### What to produce:
Write out every record in full, exactly as written, please.

### Recorded information:
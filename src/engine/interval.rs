//! Generic interval algebra.
//!
//! Run-length extraction turns a time-ordered series of samples into maximal
//! intervals of equal value; sweep-line intersection combines two sorted,
//! non-overlapping interval sets. Both assume well-formed input: sorted
//! ascending by begin and already merged. Violating that is a caller bug,
//! checked only in debug builds.

use chrono::{DateTime, Duration, Utc};
use serde::{Deserialize, Serialize};

/// A span of time tagged with a value. Invariant: `begin <= end`.
#[derive(Debug, Clone, Copy, PartialEq, Eq, Serialize, Deserialize)]
pub struct Interval<T> {
    pub begin: DateTime<Utc>,
    pub end: DateTime<Utc>,
    pub value: T,
}

impl<T> Interval<T> {
    pub fn new(begin: DateTime<Utc>, end: DateTime<Utc>, value: T) -> Self {
        debug_assert!(begin <= end);
        Self { begin, end, value }
    }

    pub fn duration(&self) -> Duration {
        self.end - self.begin
    }
}

/// An untagged span.
pub type Span = Interval<()>;

/// Construct an untagged span.
pub fn span(begin: DateTime<Utc>, end: DateTime<Utc>) -> Span {
    Interval::new(begin, end, ())
}

/// Whether two intervals overlap or touch.
///
/// Degenerate zero-length intervals intersect a touching interval:
/// `[1,1]` intersects `[1,1]`, and `[1,7]` intersects `[1,2]`.
pub fn is_intersecting<A, B>(a: &Interval<A>, b: &Interval<B>) -> bool {
    // assume a begins before b, otherwise swap
    if a.begin > b.begin {
        return is_intersecting(b, a);
    }
    a.end >= b.begin
}

/// Run-length encode a time-ordered series into maximal intervals.
///
/// Each interval's end is exclusive: it is the timestamp of the next
/// differing sample. The final run extends to `until` when a bound is
/// supplied; without one its end is indeterminate and the run is dropped.
/// A single sample therefore yields no intervals unless `until` is given.
pub fn extract_intervals<V: PartialEq + Clone>(
    series: &[(DateTime<Utc>, V)],
    until: Option<DateTime<Utc>>,
) -> Vec<Interval<V>> {
    debug_assert!(series.windows(2).all(|w| w[0].0 <= w[1].0));

    let mut intervals = Vec::new();
    let Some((first_ts, first_value)) = series.first() else {
        return intervals;
    };

    let mut run_begin = *first_ts;
    let mut run_value = first_value.clone();
    for (ts, value) in &series[1..] {
        if *value != run_value {
            intervals.push(Interval::new(run_begin, *ts, run_value));
            run_begin = *ts;
            run_value = value.clone();
        }
    }

    if let Some(until) = until {
        debug_assert!(until >= run_begin);
        intervals.push(Interval::new(run_begin, until, run_value));
    }

    intervals
}

/// Sweep-line intersection of two sorted, non-overlapping interval sets.
///
/// Output is sorted, non-overlapping, and exactly the set-intersection of
/// the two input unions. O(|a| + |b|).
pub fn intersect<A, B>(a: &[Interval<A>], b: &[Interval<B>]) -> Vec<Span> {
    debug_assert!(a.windows(2).all(|w| w[0].end <= w[1].begin));
    debug_assert!(b.windows(2).all(|w| w[0].end <= w[1].begin));

    let mut intersections = Vec::new();
    let (mut i, mut j) = (0, 0);

    while i < a.len() && j < b.len() {
        let (x, y) = (&a[i], &b[j]);

        if !is_intersecting(x, y) {
            if x.begin < y.begin {
                i += 1;
            } else {
                j += 1;
            }
            continue;
        }

        intersections.push(span(x.begin.max(y.begin), x.end.min(y.end)));

        // Advance whichever interval ends first; the other may still
        // intersect a later interval on the opposite side. On an end tie
        // advance both: keeping either side could only re-emit its shared
        // endpoint as a zero-length span, and only on one argument order.
        if x.end == y.end {
            i += 1;
            j += 1;
        } else if x.end < y.end {
            i += 1;
        } else {
            j += 1;
        }
    }

    intersections
}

### Answer to this exercise:
filename src/engine/interval.rs
//! Generic interval algebra.
//!
//! Run-length extraction turns a time-ordered series of samples into maximal
//! intervals of equal value; sweep-line intersection combines two sorted,
//! non-overlapping interval sets. Both assume well-formed input: sorted
//! ascending by begin and already merged. Violating that is a caller bug,
//! checked only in debug builds.

use chrono::{DateTime, Duration, Utc};
use serde::{Deserialize, Serialize};

/// A span of time tagged with a value. Invariant: `begin <= end`.
#[derive(Debug, Clone, Copy, PartialEq, Eq, Serialize, Deserialize)]
pub struct Interval<T> {
    pub begin: DateTime<Utc>,
    pub end: DateTime<Utc>,
    pub value: T,
}

impl<T> Interval<T> {
    pub fn new(begin: DateTime<Utc>, end: DateTime<Utc>, value: T) -> Self {
        debug_assert!(begin <= end);
        Self { begin, end, value }
    }

    pub fn duration(&self) -> Duration {
        self.end - self.begin
    }
}

/// An untagged span.
pub type Span = Interval<()>;

/// Construct an untagged span.
pub fn span(begin: DateTime<Utc>, end: DateTime<Utc>) -> Span {
    Interval::new(begin, end, ())
}

/// Whether two intervals overlap or touch.
///
/// Degenerate zero-length intervals intersect a touching interval:
/// `[1,1]` intersects `[1,1]`, and `[1,7]` intersects `[1,2]`.
pub fn is_intersecting<A, B>(a: &Interval<A>, b: &Interval<B>) -> bool {
    // assume a begins before b, otherwise swap
    if a.begin > b.begin {
        return is_intersecting(b, a);
    }
    a.end >= b.begin
}

/// Run-length encode a time-ordered series into maximal intervals.
///
/// Each interval's end is exclusive: it is the timestamp of the next
/// differing sample. The final run extends to `until` when a bound is
/// supplied; without one its end is indeterminate and the run is dropped.
/// A single sample therefore yields no intervals unless `until` is given.
pub fn extract_intervals<V: PartialEq + Clone>(
    series: &[(DateTime<Utc>, V)],
    until: Option<DateTime<Utc>>,
) -> Vec<Interval<V>> {
    debug_assert!(series.windows(2).all(|w| w[0].0 <= w[1].0));

    let mut intervals = Vec::new();
    let Some((first_ts, first_value)) = series.first() else {
        return intervals;
    };

    let mut run_begin = *first_ts;
    let mut run_value = first_value.clone();
    for (ts, value) in &series[1..] {
        if *value != run_value {
            intervals.push(Interval::new(run_begin, *ts, run_value));
            run_begin = *ts;
            run_value = value.clone();
        }
    }

    if let Some(until) = until {
        debug_assert!(until >= run_begin);
        intervals.push(Interval::new(run_begin, until, run_value));
    }

    intervals
}

/// Sweep-line intersection of two sorted, non-overlapping interval sets.
///
/// Output is sorted, non-overlapping, and exactly the set-intersection of
/// the two input unions. O(|a| + |b|).
pub fn intersect<A, B>(a: &[Interval<A>], b: &[Interval<B>]) -> Vec<Span> {
    debug_assert!(a.windows(2).all(|w| w[0].end <= w[1].begin));
    debug_assert!(b.windows(2).all(|w| w[0].end <= w[1].begin));

    let mut intersections = Vec::new();
    let (mut i, mut j) = (0, 0);

    while i < a.len() && j < b.len() {
        let (x, y) = (&a[i], &b[j]);

        if !is_intersecting(x, y) {
            if x.begin < y.begin {
                i += 1;
            } else {
                j += 1;
            }
            continue;
        }

        intersections.push(span(x.begin.max(y.begin), x.end.min(y.end)));

        // Advance whichever interval ends first; the other may still
        // intersect a later interval on the opposite side. On an end tie
        // advance both: keeping either side could only re-emit its shared
        // endpoint as a zero-length span, and only on one argument order.
        if x.end == y.end {
            i += 1;
            j += 1;
        } else if x.end < y.end {
            i += 1;
        } else {
            j += 1;
        }
    }

    intersections
}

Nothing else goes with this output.